Seeking to bolster the sluggish economy, President Barack Obama is using a Labor Day appearance in Milwaukee to announce he will ask Congress for $50 billion to kick off a new infrastructure plan designed to expand and renew the nation’s roads, railways and runways.
The goals, according to the White House: “Rebuild 150,000 miles of roads — renewing our commitment to the backbone of our transportation system ... . Construct and maintain 4,000 miles of rail — enough to go coast to coast. ... Rehabilitate or reconstruct 150 miles of runway — while putting in place a NextGen system that will reduce travel time and delays.”
The measures include the “establishment of an Infrastructure Bank to leverage federal dollars and focus on investments of national and regional significance that often fall through the cracks in the current siloed transportation programs" and “the integration of high-speed rail on an equal footing into the surface transportation program.”
Form the fact sheet provided by the White House:
Some of the main provisions of the President’s plan over the next six years include:
• ROADS: Rebuild 150,000 miles of roads — renewing our commitment to the backbone of our transportation system;
• RAILWAYS: Construct and maintain 4,000 miles of rail — enough to go coast-to-coast;
• RUNWAYS: Rehabilitate or reconstruct 150 miles of runway — while putting in place a NextGen system that will reduce travel time and delays.
The President’s plan would accomplish this through:
• An up-front investment.

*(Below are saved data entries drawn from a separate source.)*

//! Trait seam over the platform audio layer.
//!
//! `AudioSyncManager` never talks to the platform directly; it drives
//! one `AudioHandle` per track, all created from a shared `AudioOutput`
//! context. The cpal implementation lives in [`crate::device`]; tests
//! substitute mocks.

use concepto_core::{Result, Seconds};

use crate::decode::DecodedAudio;

/// Playback handle for one audio track.
pub trait AudioHandle {
    /// Start playback from the current handle position.
    ///
    /// Returns `ConceptoError::PlaybackPolicy` when the platform
    /// refuses to start output (autoplay policy, device lost).
    fn play(&mut self) -> Result<()>;

    /// Pause playback, keeping position.
    fn pause(&mut self);

    /// Seek to a position within the source.
    fn seek(&mut self, position: Seconds);

    /// Current playback position within the source.
    fn position(&self) -> Seconds;

    /// Linear gain, 0.0 to 1.0.
    fn set_gain(&mut self, gain: f32);

    /// Whether the handle is currently playing.
    fn is_playing(&self) -> bool;
}

/// Shared audio output context; owns the platform device and mints
/// handles for individual tracks.
pub trait AudioOutput {
    type Handle: AudioHandle;

    /// Make a decoded source available for `open_handle`. Called when a
    /// track upload is decoded. Outputs that can stream a URL on their
    /// own may ignore this; the cpal backend requires it, since it
    /// plays from registered sample buffers.
    fn register_source(&mut self, media_url: &str, audio: DecodedAudio) {
        let _ = (media_url, audio);
    }

    /// Create a handle for a media source. Called lazily, on the first
    /// tick that needs the track audible.
    fn open_handle(&mut self, media_url: &str) -> Result<Self::Handle>;

    /// Try to resume a suspended output context. Called once after a
    /// `play()` rejection before giving up on the track.
    fn resume(&mut self) -> Result<()>;

    /// Release the underlying device. No handle minted from this
    /// context may be used afterwards.
    fn close(&mut self);
}
//! Time representation for timeline placement.
//!
//! The store keeps slide and track positions as fractional seconds, and
//! all sync tolerances (drift, debounce) are defined in seconds, so the
//! engine works in `f64` seconds throughout. Values arriving from
//! gestures or the store may be negative or non-finite; the clamping
//! helpers here repair them instead of rejecting, since an interactive
//! drag must never fail mid-gesture.

use serde::{Deserialize, Serialize};

use crate::constants::MIN_DURATION;

/// Timeline position or duration in seconds.
pub type Seconds = f64;

/// Clamp a proposed start time into domain: non-negative and finite.
///
/// All non-finite values, infinities included, collapse to the origin:
/// they only arise from corrupt documents, where no meaningful position
/// survives, and the origin keeps the repaired slide visible instead of
/// stranding it past every reachable scroll position.
#[inline]
pub fn clamp_start(start: Seconds) -> Seconds {
    if start.is_finite() {
        start.max(0.0)
    } else {
        0.0
    }
}

/// Clamp a proposed duration into domain: at least `MIN_DURATION` and finite.
#[inline]
pub fn clamp_duration(duration: Seconds) -> Seconds {
    if duration.is_finite() {
        duration.max(MIN_DURATION)
    } else {
        MIN_DURATION
    }
}

/// A half-open time range `[start, start + duration)`.
#[derive(Debug, Clone, Copy, PartialEq, Serialize, Deserialize)]
pub struct TimeRange {
    /// Start time (inclusive)
    pub start: Seconds,
    /// Duration of the range
    pub duration: Seconds,
}

impl TimeRange {
    /// Create a new time range from start and duration.
    #[inline]
    pub fn new(start: Seconds, duration: Seconds) -> Self {
        Self { start, duration }
    }

    /// End time (exclusive).
    #[inline]
    pub fn end(self) -> Seconds {
        self.start + self.duration
    }

    /// Check if a position is within this range.
    #[inline]
    pub fn contains(self, position: Seconds) -> bool {
        position >= self.start && position < self.end()
    }

    /// Check if two ranges overlap.
    pub fn overlaps(self, other: Self) -> bool {
        self.start < other.end() && other.start < self.end()
    }

    /// Empty range starting at zero.
    pub const EMPTY: Self = Self {
        start: 0.0,
        duration: 0.0,
    };
}

impl Default for TimeRange {
    fn default() -> Self {
        Self::EMPTY
    }
}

The President will work with Congress to enact a new up-front investment in our nation’s infrastructure — an investment that would help jump-start additional job creation, while also laying the foundation for future growth. This initial investment would fund improvements in the nation’s surface transportation, as well as our airports and air traffic control system.
• A vision for the future. The President proposes to pair this with a long-term framework to reform and expand our nation’s investment in transportation infrastructure. Since the end of last year, when the last long-term surface transportation legislation expired, these investments have been continued on a temporary basis, even as the trust fund to finance them has fallen into insolvency. If we are to enjoy the benefits that come from a world-class transportation system, Congress must enact a long-term reauthorization that expands and reforms our infrastructure investments and returns the transportation trust fund to solvency. To jumpstart job creation, this long-run policy front-loads – through a $50 billion up-front investment — a significant share of the new infrastructure resources. As with other long-run policies, the Administration is committed to working with Congress to fully pay for the plan.
It's a solid, job-creating policy idea to take into the fall campaign season, a) because it's absolutely necessary, and b) it's jobs, jobs, jobs. It's going to be hard for Republicans to honestly argue that the nation's transportation infrastructure doesn't need this critical investment before it falls entirely apart (not that they need honest arguments) and harder for them to fight a good job plan.